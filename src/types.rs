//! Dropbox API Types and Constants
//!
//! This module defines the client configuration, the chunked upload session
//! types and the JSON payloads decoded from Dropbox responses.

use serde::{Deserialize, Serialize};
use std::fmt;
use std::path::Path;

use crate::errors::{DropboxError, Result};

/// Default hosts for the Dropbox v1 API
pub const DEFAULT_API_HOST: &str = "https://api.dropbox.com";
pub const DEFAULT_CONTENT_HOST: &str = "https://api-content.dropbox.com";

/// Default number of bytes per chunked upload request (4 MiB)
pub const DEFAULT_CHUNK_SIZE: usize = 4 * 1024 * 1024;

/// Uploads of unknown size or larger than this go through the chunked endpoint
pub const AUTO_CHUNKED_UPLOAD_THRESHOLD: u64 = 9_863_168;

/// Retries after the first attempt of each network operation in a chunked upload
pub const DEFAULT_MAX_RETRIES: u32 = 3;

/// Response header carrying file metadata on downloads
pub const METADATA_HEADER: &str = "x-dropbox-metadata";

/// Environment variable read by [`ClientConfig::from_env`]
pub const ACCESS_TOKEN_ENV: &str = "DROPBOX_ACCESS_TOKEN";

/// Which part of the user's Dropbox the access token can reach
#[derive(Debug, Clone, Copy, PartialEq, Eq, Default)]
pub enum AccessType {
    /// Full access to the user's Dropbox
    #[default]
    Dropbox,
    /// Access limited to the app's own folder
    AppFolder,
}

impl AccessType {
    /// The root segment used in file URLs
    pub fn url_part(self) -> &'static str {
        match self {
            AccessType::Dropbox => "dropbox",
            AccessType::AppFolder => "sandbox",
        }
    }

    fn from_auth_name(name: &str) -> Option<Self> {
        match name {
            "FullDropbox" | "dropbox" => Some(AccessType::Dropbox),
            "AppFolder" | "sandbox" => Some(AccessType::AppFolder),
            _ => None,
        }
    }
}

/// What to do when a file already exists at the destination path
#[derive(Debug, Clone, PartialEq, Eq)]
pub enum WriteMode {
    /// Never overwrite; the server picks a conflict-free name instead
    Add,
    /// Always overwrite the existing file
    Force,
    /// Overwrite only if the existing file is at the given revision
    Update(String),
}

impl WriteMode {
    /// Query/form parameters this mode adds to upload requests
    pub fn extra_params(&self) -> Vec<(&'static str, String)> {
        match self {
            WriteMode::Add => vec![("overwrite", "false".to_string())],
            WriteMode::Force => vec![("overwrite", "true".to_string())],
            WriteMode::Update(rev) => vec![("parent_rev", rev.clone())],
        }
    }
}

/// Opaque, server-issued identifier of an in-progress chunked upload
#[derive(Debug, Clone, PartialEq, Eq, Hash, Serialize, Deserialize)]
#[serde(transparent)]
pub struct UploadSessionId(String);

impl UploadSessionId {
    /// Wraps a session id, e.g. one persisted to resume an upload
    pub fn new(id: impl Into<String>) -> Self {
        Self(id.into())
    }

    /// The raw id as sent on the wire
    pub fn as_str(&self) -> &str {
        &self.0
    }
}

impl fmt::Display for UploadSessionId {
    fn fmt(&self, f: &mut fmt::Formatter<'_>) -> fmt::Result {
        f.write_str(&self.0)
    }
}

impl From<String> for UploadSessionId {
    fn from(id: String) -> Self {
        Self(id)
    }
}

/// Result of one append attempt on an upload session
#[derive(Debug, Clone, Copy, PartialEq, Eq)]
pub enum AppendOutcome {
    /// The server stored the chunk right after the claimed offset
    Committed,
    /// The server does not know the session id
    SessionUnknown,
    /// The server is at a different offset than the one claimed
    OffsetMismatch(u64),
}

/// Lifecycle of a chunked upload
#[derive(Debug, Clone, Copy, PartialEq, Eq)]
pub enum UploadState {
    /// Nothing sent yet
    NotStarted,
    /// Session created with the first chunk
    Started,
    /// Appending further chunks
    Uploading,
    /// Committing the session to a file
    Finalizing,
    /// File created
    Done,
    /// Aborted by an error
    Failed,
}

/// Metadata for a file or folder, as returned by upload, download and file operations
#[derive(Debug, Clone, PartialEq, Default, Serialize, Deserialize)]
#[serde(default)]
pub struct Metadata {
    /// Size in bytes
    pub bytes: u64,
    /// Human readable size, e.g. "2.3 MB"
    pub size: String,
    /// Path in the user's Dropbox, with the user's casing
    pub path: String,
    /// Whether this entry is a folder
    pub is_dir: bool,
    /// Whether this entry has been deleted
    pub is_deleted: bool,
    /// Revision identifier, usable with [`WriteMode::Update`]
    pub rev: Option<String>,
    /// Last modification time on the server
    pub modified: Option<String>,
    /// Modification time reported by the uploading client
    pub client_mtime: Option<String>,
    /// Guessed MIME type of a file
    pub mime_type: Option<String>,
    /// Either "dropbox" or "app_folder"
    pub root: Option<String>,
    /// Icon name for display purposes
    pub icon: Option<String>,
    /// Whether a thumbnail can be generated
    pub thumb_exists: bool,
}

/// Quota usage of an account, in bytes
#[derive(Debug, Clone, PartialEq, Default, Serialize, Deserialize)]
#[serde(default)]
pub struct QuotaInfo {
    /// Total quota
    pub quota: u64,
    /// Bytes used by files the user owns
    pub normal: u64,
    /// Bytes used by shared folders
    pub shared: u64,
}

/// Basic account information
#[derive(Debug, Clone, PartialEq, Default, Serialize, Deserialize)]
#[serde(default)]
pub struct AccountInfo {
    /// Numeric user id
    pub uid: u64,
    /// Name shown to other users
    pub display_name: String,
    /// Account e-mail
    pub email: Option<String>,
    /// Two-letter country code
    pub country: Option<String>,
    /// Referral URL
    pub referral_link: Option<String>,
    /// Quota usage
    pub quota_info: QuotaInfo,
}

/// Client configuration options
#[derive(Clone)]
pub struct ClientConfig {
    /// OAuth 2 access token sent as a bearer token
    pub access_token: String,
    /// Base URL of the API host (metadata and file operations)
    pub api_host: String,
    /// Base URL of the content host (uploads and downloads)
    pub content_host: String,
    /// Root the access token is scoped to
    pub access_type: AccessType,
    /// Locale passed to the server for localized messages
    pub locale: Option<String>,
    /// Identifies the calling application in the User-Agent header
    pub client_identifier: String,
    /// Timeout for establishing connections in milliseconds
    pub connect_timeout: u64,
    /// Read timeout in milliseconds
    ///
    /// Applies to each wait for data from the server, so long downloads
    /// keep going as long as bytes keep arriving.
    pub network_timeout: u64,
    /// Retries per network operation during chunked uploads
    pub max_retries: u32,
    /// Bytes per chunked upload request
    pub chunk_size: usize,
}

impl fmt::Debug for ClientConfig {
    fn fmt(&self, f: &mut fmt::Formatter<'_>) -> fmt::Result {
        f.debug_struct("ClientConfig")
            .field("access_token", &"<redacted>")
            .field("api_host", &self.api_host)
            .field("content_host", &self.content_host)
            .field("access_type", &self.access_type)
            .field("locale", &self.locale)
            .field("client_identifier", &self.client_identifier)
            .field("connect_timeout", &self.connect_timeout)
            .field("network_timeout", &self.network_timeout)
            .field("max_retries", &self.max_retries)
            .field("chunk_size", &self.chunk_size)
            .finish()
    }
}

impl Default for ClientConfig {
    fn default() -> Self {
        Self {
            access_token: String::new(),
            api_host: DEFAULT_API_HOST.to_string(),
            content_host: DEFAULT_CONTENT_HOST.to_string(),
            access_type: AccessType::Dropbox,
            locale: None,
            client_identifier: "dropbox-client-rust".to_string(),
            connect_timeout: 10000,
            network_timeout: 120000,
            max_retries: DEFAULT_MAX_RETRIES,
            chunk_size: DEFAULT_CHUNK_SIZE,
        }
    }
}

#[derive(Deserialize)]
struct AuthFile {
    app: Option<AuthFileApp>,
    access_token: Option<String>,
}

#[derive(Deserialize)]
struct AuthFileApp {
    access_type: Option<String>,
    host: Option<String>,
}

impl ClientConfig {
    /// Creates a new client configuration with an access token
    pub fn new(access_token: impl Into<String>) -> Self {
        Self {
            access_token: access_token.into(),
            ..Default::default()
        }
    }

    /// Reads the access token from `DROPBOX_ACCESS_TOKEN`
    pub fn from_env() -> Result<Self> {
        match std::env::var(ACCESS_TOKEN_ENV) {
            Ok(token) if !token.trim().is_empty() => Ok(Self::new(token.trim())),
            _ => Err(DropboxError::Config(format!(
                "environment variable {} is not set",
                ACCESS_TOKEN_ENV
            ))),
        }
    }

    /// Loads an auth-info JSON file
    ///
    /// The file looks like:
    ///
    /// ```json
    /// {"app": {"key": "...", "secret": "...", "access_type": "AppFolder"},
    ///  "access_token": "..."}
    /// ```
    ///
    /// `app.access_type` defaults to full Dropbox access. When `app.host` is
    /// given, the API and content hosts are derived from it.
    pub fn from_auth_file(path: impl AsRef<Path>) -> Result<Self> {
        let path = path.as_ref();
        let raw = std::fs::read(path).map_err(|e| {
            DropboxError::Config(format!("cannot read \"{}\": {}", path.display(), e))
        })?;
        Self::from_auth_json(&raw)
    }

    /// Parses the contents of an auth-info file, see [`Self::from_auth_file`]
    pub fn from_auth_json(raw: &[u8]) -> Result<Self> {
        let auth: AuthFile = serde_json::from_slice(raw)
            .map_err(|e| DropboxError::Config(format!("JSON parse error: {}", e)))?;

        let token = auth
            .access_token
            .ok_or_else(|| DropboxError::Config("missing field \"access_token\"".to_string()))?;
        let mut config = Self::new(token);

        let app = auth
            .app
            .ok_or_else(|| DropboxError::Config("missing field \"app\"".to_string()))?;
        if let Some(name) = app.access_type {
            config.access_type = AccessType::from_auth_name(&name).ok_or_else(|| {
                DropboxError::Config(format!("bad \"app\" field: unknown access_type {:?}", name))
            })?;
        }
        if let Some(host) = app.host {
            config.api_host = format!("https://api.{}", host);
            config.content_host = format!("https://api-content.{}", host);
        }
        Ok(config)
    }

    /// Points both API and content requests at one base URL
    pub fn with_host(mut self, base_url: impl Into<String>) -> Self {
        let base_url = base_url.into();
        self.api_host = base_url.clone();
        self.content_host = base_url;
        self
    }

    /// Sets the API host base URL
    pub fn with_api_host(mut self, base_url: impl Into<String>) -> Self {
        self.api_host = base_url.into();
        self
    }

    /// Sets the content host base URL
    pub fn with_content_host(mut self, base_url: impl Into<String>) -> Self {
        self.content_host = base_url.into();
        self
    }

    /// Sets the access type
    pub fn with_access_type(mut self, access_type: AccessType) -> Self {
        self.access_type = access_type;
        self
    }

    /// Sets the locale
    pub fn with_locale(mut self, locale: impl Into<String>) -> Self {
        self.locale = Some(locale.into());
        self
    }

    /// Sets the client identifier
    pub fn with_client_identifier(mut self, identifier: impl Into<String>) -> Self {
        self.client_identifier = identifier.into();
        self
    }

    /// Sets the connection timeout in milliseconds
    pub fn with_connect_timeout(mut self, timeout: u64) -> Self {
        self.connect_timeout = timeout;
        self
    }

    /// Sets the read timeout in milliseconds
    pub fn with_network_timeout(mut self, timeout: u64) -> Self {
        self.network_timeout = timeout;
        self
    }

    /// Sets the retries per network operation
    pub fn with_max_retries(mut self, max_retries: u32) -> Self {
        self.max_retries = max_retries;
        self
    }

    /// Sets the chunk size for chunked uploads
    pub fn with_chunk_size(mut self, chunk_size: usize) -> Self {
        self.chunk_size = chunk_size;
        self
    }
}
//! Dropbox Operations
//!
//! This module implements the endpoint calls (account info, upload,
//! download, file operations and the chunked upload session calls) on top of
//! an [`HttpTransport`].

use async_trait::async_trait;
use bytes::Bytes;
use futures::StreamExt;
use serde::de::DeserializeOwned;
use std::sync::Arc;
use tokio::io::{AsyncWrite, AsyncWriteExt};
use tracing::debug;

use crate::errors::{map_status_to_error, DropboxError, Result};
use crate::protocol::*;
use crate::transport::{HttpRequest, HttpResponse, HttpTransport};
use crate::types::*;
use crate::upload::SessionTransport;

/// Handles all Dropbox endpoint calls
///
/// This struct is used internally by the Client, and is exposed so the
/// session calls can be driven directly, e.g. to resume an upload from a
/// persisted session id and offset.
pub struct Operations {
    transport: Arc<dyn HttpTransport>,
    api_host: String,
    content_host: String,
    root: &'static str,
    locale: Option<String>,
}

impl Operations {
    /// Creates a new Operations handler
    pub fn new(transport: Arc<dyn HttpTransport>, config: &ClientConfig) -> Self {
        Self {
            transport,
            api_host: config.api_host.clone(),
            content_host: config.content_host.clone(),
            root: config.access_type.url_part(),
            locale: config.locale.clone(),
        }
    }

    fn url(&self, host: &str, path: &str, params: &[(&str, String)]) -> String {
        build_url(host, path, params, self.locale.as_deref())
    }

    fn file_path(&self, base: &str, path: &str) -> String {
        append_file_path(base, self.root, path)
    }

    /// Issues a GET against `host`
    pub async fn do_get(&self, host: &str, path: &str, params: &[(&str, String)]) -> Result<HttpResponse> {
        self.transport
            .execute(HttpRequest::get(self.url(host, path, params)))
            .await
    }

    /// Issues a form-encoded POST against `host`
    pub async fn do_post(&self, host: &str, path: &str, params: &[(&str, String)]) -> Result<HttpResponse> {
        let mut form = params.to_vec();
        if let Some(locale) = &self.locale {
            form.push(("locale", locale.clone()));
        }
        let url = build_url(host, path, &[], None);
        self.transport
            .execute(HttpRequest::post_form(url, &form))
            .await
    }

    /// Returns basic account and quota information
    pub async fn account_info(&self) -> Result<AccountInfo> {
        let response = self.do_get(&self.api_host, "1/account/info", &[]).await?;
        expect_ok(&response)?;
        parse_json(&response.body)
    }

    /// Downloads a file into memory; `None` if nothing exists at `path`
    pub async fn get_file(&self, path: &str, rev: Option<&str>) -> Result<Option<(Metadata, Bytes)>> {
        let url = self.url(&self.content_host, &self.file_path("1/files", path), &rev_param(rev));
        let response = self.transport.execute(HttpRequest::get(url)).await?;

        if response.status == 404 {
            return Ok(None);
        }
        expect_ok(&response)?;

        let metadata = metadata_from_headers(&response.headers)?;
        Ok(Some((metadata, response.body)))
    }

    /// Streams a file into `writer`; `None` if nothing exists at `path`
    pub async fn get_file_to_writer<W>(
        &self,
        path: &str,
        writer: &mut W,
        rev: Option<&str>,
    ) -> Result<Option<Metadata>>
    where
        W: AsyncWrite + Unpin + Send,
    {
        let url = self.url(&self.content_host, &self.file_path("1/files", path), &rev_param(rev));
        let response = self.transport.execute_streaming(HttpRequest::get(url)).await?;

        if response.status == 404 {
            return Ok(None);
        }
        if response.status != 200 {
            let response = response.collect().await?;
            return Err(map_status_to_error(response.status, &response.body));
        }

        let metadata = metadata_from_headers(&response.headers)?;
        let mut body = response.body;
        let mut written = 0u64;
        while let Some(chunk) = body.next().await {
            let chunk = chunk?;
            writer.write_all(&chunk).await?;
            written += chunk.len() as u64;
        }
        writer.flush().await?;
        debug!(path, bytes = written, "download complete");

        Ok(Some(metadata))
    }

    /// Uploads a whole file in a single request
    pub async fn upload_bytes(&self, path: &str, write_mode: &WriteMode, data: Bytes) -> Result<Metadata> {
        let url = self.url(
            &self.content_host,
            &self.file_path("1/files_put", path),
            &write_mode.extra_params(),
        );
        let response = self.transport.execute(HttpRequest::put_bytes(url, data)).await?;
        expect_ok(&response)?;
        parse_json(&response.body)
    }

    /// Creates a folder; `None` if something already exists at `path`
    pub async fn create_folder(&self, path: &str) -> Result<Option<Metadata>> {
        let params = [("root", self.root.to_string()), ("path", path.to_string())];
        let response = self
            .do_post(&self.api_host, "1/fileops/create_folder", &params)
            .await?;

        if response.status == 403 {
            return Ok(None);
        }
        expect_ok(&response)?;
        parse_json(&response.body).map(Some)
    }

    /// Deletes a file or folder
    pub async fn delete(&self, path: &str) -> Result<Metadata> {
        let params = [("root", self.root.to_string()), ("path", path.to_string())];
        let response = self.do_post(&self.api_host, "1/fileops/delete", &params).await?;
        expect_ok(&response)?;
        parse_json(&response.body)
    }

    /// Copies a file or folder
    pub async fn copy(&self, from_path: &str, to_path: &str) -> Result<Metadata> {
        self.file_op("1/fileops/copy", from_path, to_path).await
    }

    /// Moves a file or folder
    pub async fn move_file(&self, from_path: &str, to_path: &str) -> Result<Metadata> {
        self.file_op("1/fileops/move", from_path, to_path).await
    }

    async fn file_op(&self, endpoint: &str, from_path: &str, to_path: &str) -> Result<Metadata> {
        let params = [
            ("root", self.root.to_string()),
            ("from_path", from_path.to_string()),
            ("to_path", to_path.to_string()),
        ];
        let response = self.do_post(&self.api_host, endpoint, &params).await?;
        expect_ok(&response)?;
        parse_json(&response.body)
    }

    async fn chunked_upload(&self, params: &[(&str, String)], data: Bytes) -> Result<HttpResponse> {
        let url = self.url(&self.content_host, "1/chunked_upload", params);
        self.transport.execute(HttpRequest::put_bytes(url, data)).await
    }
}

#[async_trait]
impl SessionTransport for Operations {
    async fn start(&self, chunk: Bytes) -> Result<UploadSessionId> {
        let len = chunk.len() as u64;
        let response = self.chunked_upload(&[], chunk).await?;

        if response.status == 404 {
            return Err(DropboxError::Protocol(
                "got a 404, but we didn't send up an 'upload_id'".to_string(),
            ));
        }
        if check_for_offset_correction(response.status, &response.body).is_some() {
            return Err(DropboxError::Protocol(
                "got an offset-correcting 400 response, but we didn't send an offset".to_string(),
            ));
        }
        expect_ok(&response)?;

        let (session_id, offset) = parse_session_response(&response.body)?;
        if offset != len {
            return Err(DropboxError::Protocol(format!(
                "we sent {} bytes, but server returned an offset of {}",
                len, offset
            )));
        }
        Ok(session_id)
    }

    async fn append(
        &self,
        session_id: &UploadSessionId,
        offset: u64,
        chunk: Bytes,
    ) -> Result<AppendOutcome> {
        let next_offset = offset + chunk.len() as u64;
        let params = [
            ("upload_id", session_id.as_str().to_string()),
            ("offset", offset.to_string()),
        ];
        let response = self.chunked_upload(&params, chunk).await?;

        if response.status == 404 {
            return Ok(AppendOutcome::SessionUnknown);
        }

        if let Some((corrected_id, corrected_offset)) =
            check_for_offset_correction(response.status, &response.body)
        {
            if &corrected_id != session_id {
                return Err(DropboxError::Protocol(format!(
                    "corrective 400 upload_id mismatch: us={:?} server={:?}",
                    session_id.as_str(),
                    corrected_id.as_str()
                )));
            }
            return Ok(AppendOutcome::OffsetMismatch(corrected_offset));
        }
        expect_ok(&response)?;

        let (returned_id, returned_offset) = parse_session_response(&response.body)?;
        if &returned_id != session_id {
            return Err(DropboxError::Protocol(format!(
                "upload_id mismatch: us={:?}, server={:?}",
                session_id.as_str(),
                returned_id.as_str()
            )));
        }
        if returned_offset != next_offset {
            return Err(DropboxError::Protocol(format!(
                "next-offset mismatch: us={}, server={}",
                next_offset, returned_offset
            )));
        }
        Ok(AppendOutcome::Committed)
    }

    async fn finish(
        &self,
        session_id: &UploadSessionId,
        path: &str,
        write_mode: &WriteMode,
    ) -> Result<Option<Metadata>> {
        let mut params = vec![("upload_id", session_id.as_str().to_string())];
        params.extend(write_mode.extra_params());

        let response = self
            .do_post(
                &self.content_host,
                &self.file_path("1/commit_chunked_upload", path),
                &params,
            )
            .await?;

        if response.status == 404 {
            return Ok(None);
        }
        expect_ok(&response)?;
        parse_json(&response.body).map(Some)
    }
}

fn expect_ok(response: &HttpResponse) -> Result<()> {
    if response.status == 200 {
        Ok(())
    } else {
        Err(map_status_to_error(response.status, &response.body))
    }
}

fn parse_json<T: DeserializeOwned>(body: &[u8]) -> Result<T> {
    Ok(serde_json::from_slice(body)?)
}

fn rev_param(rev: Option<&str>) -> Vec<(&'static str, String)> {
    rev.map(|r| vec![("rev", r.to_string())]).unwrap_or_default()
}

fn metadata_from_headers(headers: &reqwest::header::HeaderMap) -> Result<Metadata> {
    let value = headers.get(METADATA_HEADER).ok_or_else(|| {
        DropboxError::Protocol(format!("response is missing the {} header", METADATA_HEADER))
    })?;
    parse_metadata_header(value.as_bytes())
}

----

### Task goal
Scan the records for the string "written". Copy each line in which it appears.

### Solution for this task
        let mut written = 0u64;
            written += chunk.len() as u64;
        debug!(path, bytes = written, "download complete");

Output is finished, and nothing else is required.